The Legacy of “The Man in Black” is one that will truly live forever. Johnny Cash is one of those guys who, time and time again over the course of his career managed to reinvent himself and stay relevant every step of the way. As with most career artists though, if you dig a little deeper than the greatest hits – that’s where the true gold lies. In 1964, Cash released a concept record about the native custodians of his homeland called Bitter Tears: Ballads of The American Indian and this month – courtesy of some of country music’s finest (Emmylou Harris, Steve Earle, Gillian Welch and Cash’s bandmate from The Highwaymen Kris Kristofferson) lovingly revisit the record and the result, Look Again To The Wind: Bitter Tears Revisited is a reverent collection of which the man himself would be proud.

Johnny Cash - Look Again To The Wind - Johnny Cash's Bitter Tears RevisitedIt opens with Gillian Welch and her longtime offsider David Rawlings taking on the 9-minute As Long As The Grass Shall Grow. It definitely has a more gentle feel that draws more from the traditions of folk than the “hard-country” for which Cash was known and loved, but it’s a beautiful rendition with just enough twang to keep purists happy. Emmylou Harris and The Milk Carton Kids’ is similarly tender and Harris’ immortal husk lends an authenticity to Apache Tears before Steve Earle makes no bones about the fact he’s on a Johnny Cash tribute album with his Appalachian bluegrass version of Custer.

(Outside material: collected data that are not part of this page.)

//! Tabular Result Frames
//!
//! The in-memory shape of every query result:
//!
//! - **Types**: `Frame`, `Column`, `ColumnData`, `TimeRange`
//! - **Merge**: concatenate chunk frames in plan order
//! - **Time series**: schema detection, time sort, long-to-wide pivot
//!
//! # Lifecycle
//!
//! ```text
//! decode (append per batch) → merge (chunk order) → sort → pivot → caller
//! ```
//!
//! A frame owns its columns outright. Merging moves the rows of every input
//! into the base frame; sorting and pivoting build new frames.

mod error;
mod merge;
mod timeseries;
mod types;

pub use error::{FrameError, FrameResult};
pub use merge::merge_frames;
pub use timeseries::{ensure_ascending, long_to_wide, TimeSeriesKind, TimeSeriesSchema};
pub use types::{
    Column, ColumnData, ColumnType, Frame, FrameFormat, FrameMeta, TimeRange, Value,
    Visualization,
};
/// Column storage, one variant per supported type.
///
/// Every variant stores `Option<T>` per row: a null cell is `None`, never a
/// zero value. Timestamps are Unix milliseconds.
#[derive(Debug, Clone, PartialEq, Serialize)]
#[serde(tag = "type", content = "values", rename_all = "snake_case")]
pub enum ColumnData {
    Bool(Vec<Option<bool>>),
    Int8(Vec<Option<i8>>),
    Int16(Vec<Option<i16>>),
    Int32(Vec<Option<i32>>),
    Int64(Vec<Option<i64>>),
    #[serde(rename = "uint8")]
    UInt8(Vec<Option<u8>>),
    #[serde(rename = "uint16")]
    UInt16(Vec<Option<u16>>),
    #[serde(rename = "uint32")]
    UInt32(Vec<Option<u32>>),
    #[serde(rename = "uint64")]
    UInt64(Vec<Option<u64>>),
    Float32(Vec<Option<f32>>),
    Float64(Vec<Option<f64>>),
    String(Vec<Option<String>>),
    Timestamp(Vec<Option<i64>>),
}

/// Runs `$body` against the inner vector of any variant.
macro_rules! visit_column {
    ($data:expr, $v:ident => $body:expr) => {
        match $data {
            ColumnData::Bool($v) => $body,
            ColumnData::Int8($v) => $body,
            ColumnData::Int16($v) => $body,
            ColumnData::Int32($v) => $body,
            ColumnData::Int64($v) => $body,
            ColumnData::UInt8($v) => $body,
            ColumnData::UInt16($v) => $body,
            ColumnData::UInt32($v) => $body,
            ColumnData::UInt64($v) => $body,
            ColumnData::Float32($v) => $body,
            ColumnData::Float64($v) => $body,
            ColumnData::String($v) => $body,
            ColumnData::Timestamp($v) => $body,
        }
    };
}

/// Builds a column of the same variant from the inner vector of `$data`.
macro_rules! map_column {
    ($data:expr, $v:ident => $body:expr) => {
        match $data {
            ColumnData::Bool($v) => ColumnData::Bool($body),
            ColumnData::Int8($v) => ColumnData::Int8($body),
            ColumnData::Int16($v) => ColumnData::Int16($body),
            ColumnData::Int32($v) => ColumnData::Int32($body),
            ColumnData::Int64($v) => ColumnData::Int64($body),
            ColumnData::UInt8($v) => ColumnData::UInt8($body),
            ColumnData::UInt16($v) => ColumnData::UInt16($body),
            ColumnData::UInt32($v) => ColumnData::UInt32($body),
            ColumnData::UInt64($v) => ColumnData::UInt64($body),
            ColumnData::Float32($v) => ColumnData::Float32($body),
            ColumnData::Float64($v) => ColumnData::Float64($body),
            ColumnData::String($v) => ColumnData::String($body),
            ColumnData::Timestamp($v) => ColumnData::Timestamp($body),
        }
    };
}

/// Runs `$body` when both columns hold the same variant, `$other` otherwise.
macro_rules! zip_column {
    ($a:expr, $b:expr, ($x:ident, $y:ident) => $body:expr, else $other:expr) => {
        match ($a, $b) {
            (ColumnData::Bool($x), ColumnData::Bool($y)) => $body,
            (ColumnData::Int8($x), ColumnData::Int8($y)) => $body,
            (ColumnData::Int16($x), ColumnData::Int16($y)) => $body,
            (ColumnData::Int32($x), ColumnData::Int32($y)) => $body,
            (ColumnData::Int64($x), ColumnData::Int64($y)) => $body,
            (ColumnData::UInt8($x), ColumnData::UInt8($y)) => $body,
            (ColumnData::UInt16($x), ColumnData::UInt16($y)) => $body,
            (ColumnData::UInt32($x), ColumnData::UInt32($y)) => $body,
            (ColumnData::UInt64($x), ColumnData::UInt64($y)) => $body,
            (ColumnData::Float32($x), ColumnData::Float32($y)) => $body,
            (ColumnData::Float64($x), ColumnData::Float64($y)) => $body,
            (ColumnData::String($x), ColumnData::String($y)) => $body,
            (ColumnData::Timestamp($x), ColumnData::Timestamp($y)) => $body,
            _ => $other,
        }
    };
}

fn take_rows<T: Clone>(values: &[Option<T>], indices: &[usize]) -> Vec<Option<T>> {
    indices
        .iter()
        .map(|&i| values.get(i).cloned().flatten())
        .collect()
}

fn gather_rows<T: Clone>(values: &[Option<T>], indices: &[Option<usize>]) -> Vec<Option<T>> {
    indices
        .iter()
        .map(|slot| slot.and_then(|i| values.get(i).cloned().flatten()))
        .collect()
}
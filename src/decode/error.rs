//! Decode error types
//!
//! Every variant carries enough context (field name, expected vs. observed
//! shape) to diagnose a bad response without a backend-side trace.

use thiserror::Error;

/// Errors that can occur while turning a backend response into a frame
#[derive(Error, Debug)]
pub enum DecodeError {
    /// Arrow IPC stream could not be read
    #[error("Error reading Arrow stream: {0}")]
    Arrow(#[from] arrow::error::ArrowError),

    /// Body ended in the middle of an Arrow message
    #[error("Arrow stream ended unexpectedly: {0}")]
    TruncatedStream(String),

    /// A later record batch disagrees with the schema of the first one
    #[error("Record batch {batch} has {found} columns, schema has {expected}")]
    BatchWidth {
        batch: usize,
        expected: usize,
        found: usize,
    },

    /// An Arrow array does not hold the type its field declared
    #[error("Field {field}: expected {expected} array, found {found}")]
    ArrayType {
        field: String,
        expected: String,
        found: String,
    },

    /// JSON body is not valid JSON
    #[error("Failed to decode JSON response: {0}")]
    Json(#[from] serde_json::Error),

    /// Required top-level field absent
    #[error("Missing '{0}' field in response")]
    MissingField(&'static str),

    /// A JSON value has the wrong shape
    #[error("Invalid {field}: expected {expected}, found {found}")]
    InvalidShape {
        field: String,
        expected: String,
        found: String,
    },
}

/// Result type alias for decode operations
pub type DecodeResult<T> = Result<T, DecodeError>;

Nancy Blake (wife of Americana legend Norman Blake) teams up with the eerie, lilting harmonies of Welch, Rawlings and Harris for the spoken-word The Talking Leaves which gorgeously upholds the central tenet of country music: Good, honest storytelling. The same goes for the unmistakable, road-weathered rasp of Kris Kristofferson on The Ballad of Ira Hayes – there’s absolutely nothing disingenuous about his delivery and his relationship with Cash during his life brings a truth to the song that nothing else could.

Norman Blake himself appears with his wife and the rest of the star-studded Bitter Tears Revisited chorus line for a great take on Drums before Welch and Rawlings reprise Apache Tears with a largely instrumental, sparse and haunting arrangement. The Milk Carton Kids take on White Girl with a wonderfully lazy, Sunday-afternoon-on-the-front-porch feel that belies its racially heavy lyrical content.

Founding Carolina Chocolate Drops member Rhiannon Giddens’ quivering howl gives Cash’s original album closer The Vanishing Race the gravitas it deserves and the dusty, minimal instrumentation gives the lyrics room to resonate as we have to assume the undisputed king of country intended. After another reprise (this time of opener As Long As The Grass Shall Grow) posing the perennial question of Country Music; “Will the circle be unbroken”, the set concludes sentimentally with Wisconsin Native-American singer Bill Miller taking on the title track with a sincerity and purity that, when contextualized, brings you to tears.

It’s a pretty safe assumption that Johnny himself would be incredibly proud of how this album turned out. Unlike a lot of “tribute” collections, it’s audible on every single song that this was not a shameless cash-grab, but more an homage to a truly great man and the ideals he stood for in life. His legacy lives on.